Metalla Closes Acquisition of Royalty and Streaming Portfolio from Coeur Mining


Vancouver, British Columbia–(Newsfile Corp. – July 31, 2017) – Metalla Royalty & Streaming Ltd. (CSE: MTA) (OTCQB: EXCFF) (FSE: X9CP) (“Metalla” or the “Company“) is pleased to announce that it has closed the transaction announced on June 12, 2017 in accordance with the Share and Asset Purchase Agreement (the “Agreement“) entered into with Coeur Mining, Inc. (“Coeur Mining“) and certain subsidiaries of Coeur Mining (collectively “Coeur“) dated June 9, 2017 (the “Transaction“). As part of the Transaction:

  • Metalla acquired a portfolio of three (3) royalties and one (1) stream (the “Coeur Portfolio“); and

  • Metalla issued to Coeur Mining a total of 14,546,597 common shares from its treasury and an unsecured convertible debenture in the principal amount of US$6,677,475.63 (the “Convertible Debenture“).

Brett Heath, President and CEO of Metalla commented, “This transaction represents a transformational growth step for Metalla. We have meaningfully increased our annual cash flow, increased our scale, while simultaneously adding geographic and counter-party diversification. This also positions Metalla to achieve its goal of paying a dividend in 2018”.

Transaction Highlights

  • Significant Cash Flow to Start Immediately: The Coeur Portfolio will provide immediate leverage to silver and gold prices. Two (2) out of the four (4) assets are currently in production with the third (3rd) planned for development by a major silver producer.

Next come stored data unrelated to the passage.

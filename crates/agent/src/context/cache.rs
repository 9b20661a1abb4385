//! Single-slot TTL cache over [`WorkspaceSnapshot`].
//!
//! Owned by the session. Two concurrent misses may both rebuild; either
//! snapshot is valid and the later one wins the slot.

use std::sync::{Arc, Mutex};
use std::time::Duration;
use strata_config::ContextConfig;
use tokio::time::Instant;
use tracing::{debug, warn};

use super::snapshot::{SnapshotBuilder, WorkspaceSnapshot};

struct Cached {
    snapshot: Arc<WorkspaceSnapshot>,
    built_at: Instant,
}

pub struct ContextCache {
    builder: Option<SnapshotBuilder>,
    ttl: Duration,
    slot: Mutex<Option<Cached>>,
}

impl ContextCache {
    /// A cache over `workspace`. Without a workspace every snapshot is empty.
    pub fn new(workspace: Option<&std::path::Path>, config: &ContextConfig) -> Self {
        Self {
            builder: workspace.map(|root| SnapshotBuilder::new(root, config.clone())),
            ttl: config.ttl(),
            slot: Mutex::new(None),
        }
    }

    pub fn ttl(&self) -> Duration {
        self.ttl
    }

    /// The cached snapshot if younger than the TTL, otherwise a fresh one.
    pub async fn get(&self) -> Arc<WorkspaceSnapshot> {
        let Some(builder) = self.builder.clone() else {
            return Arc::new(WorkspaceSnapshot::default());
        };

        if let Some(hit) = self.fresh() {
            return hit;
        }

        let started = Instant::now();
        let snapshot = match tokio::task::spawn_blocking(move || builder.build()).await {
            Ok(snapshot) => Arc::new(snapshot),
            Err(e) => {
                warn!(error = %e, "Workspace snapshot build failed");
                return Arc::new(WorkspaceSnapshot::default());
            }
        };
        debug!(
            entries = snapshot.tree.len(),
            elapsed_ms = started.elapsed().as_millis() as u64,
            "Workspace snapshot rebuilt"
        );

        *self.lock() = Some(Cached {
            snapshot: Arc::clone(&snapshot),
            built_at: Instant::now(),
        });
        snapshot
    }

    /// Drop the cached snapshot; the next `get` rebuilds.
    pub fn clear(&self) {
        *self.lock() = None;
        debug!("Workspace context cache cleared");
    }

    fn fresh(&self) -> Option<Arc<WorkspaceSnapshot>> {
        self.lock()
            .as_ref()
            .filter(|cached| cached.built_at.elapsed() < self.ttl)
            .map(|cached| Arc::clone(&cached.snapshot))
    }

    fn lock(&self) -> std::sync::MutexGuard<'_, Option<Cached>> {
        self.slot.lock().unwrap_or_else(|poisoned| poisoned.into_inner())
    }
}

  • Counterparty Diversification: The Coeur Portfolio counterparties include Cobar Operations Pty Ltd., a wholly owned subsidiary of CBH Resources Limited, Pan American Silver Corp., Dynasty Metals & Mining Inc., and Regulus Resources Inc.

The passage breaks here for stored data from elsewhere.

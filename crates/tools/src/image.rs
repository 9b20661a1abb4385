//! Image generation effect: ask the model for an image and save it.

use base64::Engine;
use base64::engine::general_purpose::STANDARD;
use std::path::{Path, PathBuf};
use strata_core::{ActionError, GenerateRequest, ModelClient};
use strata_security::resolve_workspace_path;

/// Default output folder for generated images, relative to the workspace.
pub const GENERATED_IMAGES_DIR: &str = "generated-images";

/// A saved image and whatever text the model sent alongside it.
#[derive(Debug, Clone)]
pub struct GeneratedImage {
    pub path: PathBuf,
    pub bytes: usize,
    pub caption: String,
}

impl GeneratedImage {
    /// `Image generated and saved to ./generated-images/x.png`, plus caption.
    pub fn summary(&self, root: Option<&Path>) -> String {
        let shown = root
            .and_then(|r| self.path.strip_prefix(r).ok())
            .map(|rel| format!("./{}", rel.display()))
            .unwrap_or_else(|| self.path.display().to_string());
        let mut msg = format!("Image generated and saved to {shown}");
        if !self.caption.trim().is_empty() {
            msg.push('\n');
            msg.push_str(self.caption.trim());
        }
        msg
    }
}

pub async fn generate_image(
    client: &dyn ModelClient,
    model: &str,
    prompt: &str,
    output_path: Option<&str>,
    root: Option<&Path>,
) -> Result<GeneratedImage, ActionError> {
    let response = client.generate(GenerateRequest::image(model, prompt)).await?;
    let caption = response.text();

    let Some(image) = response.first_image() else {
        return Err(ActionError::NoImage(caption));
    };

    let bytes = STANDARD
        .decode(image.data.trim())
        .map_err(|e| ActionError::NoImage(format!("Image payload is not valid base64: {e}")))?;

    let path = match output_path.filter(|p| !p.trim().is_empty()) {
        Some(p) => resolve_workspace_path(root, p)?,
        None => {
            let root = root.ok_or(ActionError::NoWorkspace)?;
            let millis = chrono::Utc::now().timestamp_millis();
            root.join(GENERATED_IMAGES_DIR)
                .join(format!("image_{millis}.{}", image.extension()))
        }
    };

    if let Some(parent) = path.parent() {
        tokio::fs::create_dir_all(parent)
            .await
            .map_err(|e| ActionError::io(parent.display().to_string(), e))?;
    }
    tokio::fs::write(&path, &bytes)
        .await
        .map_err(|e| ActionError::io(path.display().to_string(), e))?;

    Ok(GeneratedImage {
        path,
        bytes: bytes.len(),
        caption,
    })
}

#[cfg(test)]
mod tests {
    use super::*;
    use async_trait::async_trait;
    use strata_core::{InlineImage, ModelResponse, ProviderError, ResponsePart};

    struct FixedModel(ModelResponse);

    #[async_trait]
    impl ModelClient for FixedModel {
        fn name(&self) -> &str {
            "fixed"
        }

        async fn generate(&self, request: GenerateRequest) -> Result<ModelResponse, ProviderError> {
            assert!(!request.modalities.is_empty());
            Ok(self.0.clone())
        }
    }

    fn png_response() -> ModelResponse {
        ModelResponse {
            parts: vec![
                ResponsePart::Text("A tiny logo.".into()),
                ResponsePart::Image(InlineImage {
                    mime_type: "image/png".into(),
                    data: STANDARD.encode(b"\x89PNG fake"),
                }),
            ],
        }
    }

    #[tokio::test]
    async fn saves_to_default_folder() {
        let dir = tempfile::tempdir().unwrap();
        let model = FixedModel(png_response());
        let image = generate_image(&model, "m", "logo", None, Some(dir.path()))
            .await
            .unwrap();
        assert!(image.path.starts_with(dir.path().join(GENERATED_IMAGES_DIR)));
        assert_eq!(image.path.extension().unwrap(), "png");
        assert_eq!(std::fs::read(&image.path).unwrap(), b"\x89PNG fake");

        let summary = image.summary(Some(dir.path()));
        assert!(summary.starts_with("Image generated and saved to ./generated-images/image_"));
        assert!(summary.ends_with("A tiny logo."));
    }

    #[tokio::test]
    async fn explicit_output_path_is_resolved_against_root() {
        let dir = tempfile::tempdir().unwrap();
        let model = FixedModel(png_response());
        let image = generate_image(&model, "m", "logo", Some("public/logo.png"), Some(dir.path()))
            .await
            .unwrap();
        assert_eq!(image.path, dir.path().join("public/logo.png"));
        assert!(image.path.exists());
    }

    #[tokio::test]
    async fn text_only_response_is_a_failure_with_explanation() {
        let model = FixedModel(ModelResponse::from_text("I can't draw that."));
        let err = generate_image(&model, "m", "logo", None, None).await.unwrap_err();
        assert!(matches!(err, ActionError::NoImage(_)));
        assert!(err.to_string().contains("I can't draw that."));
    }
}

  • Asset Diversification: The Coeur Portfolio will give the Company exposure to assets in Australia, Argentina, Ecuador, and Chile.

  • Long-Term Optionality: Combination of significant near term cash flow and long life development assets.

  • New Major Shareholder: Coeur will join Metalla as its largest shareholder.

Metalla Post Closing Capital Structure

Post closing of the Transaction, Metalla now has approximately 73,098,480 common shares issued and outstanding, of which Coeur holds approximately 19.9%. Metalla also has the Convertible Debenture outstanding and held by Coeur in the principal amount of US$6,677,475.63. The Convertible Debenture will automatically convert into common shares of Metalla at future financings (at the future financing price) or asset acquisitions (at the acquisition price) to maintain Coeur’s 19.9% until the outstanding principal is either converted in full or otherwise repaid. The Convertible Debenture is unsecured and will bear interest at a rate of 5% per annum.

Corporate Update

Metalla also announces that it has granted incentive stock options to directors, officers and consultants of the Company for the right to purchase up to an aggregate of 1,900,000 common shares of the Company, exercisable at a price of $0.54 for a period of five years from the date of grant. The options were granted in accordance with the Company’s incentive stock option plan.

About Metalla

Metalla was created for the purpose of providing shareholders with leveraged precious metal exposure by acquiring royalties and streams. Our goal is to increase share value by accumulating a diversified portfolio of royalties and streams with attractive returns. Our strong foundation of current and future cash generating asset base, combined with an experienced team gives Metalla a path to become one of the leading gold and silver companies for the next commodities cycle.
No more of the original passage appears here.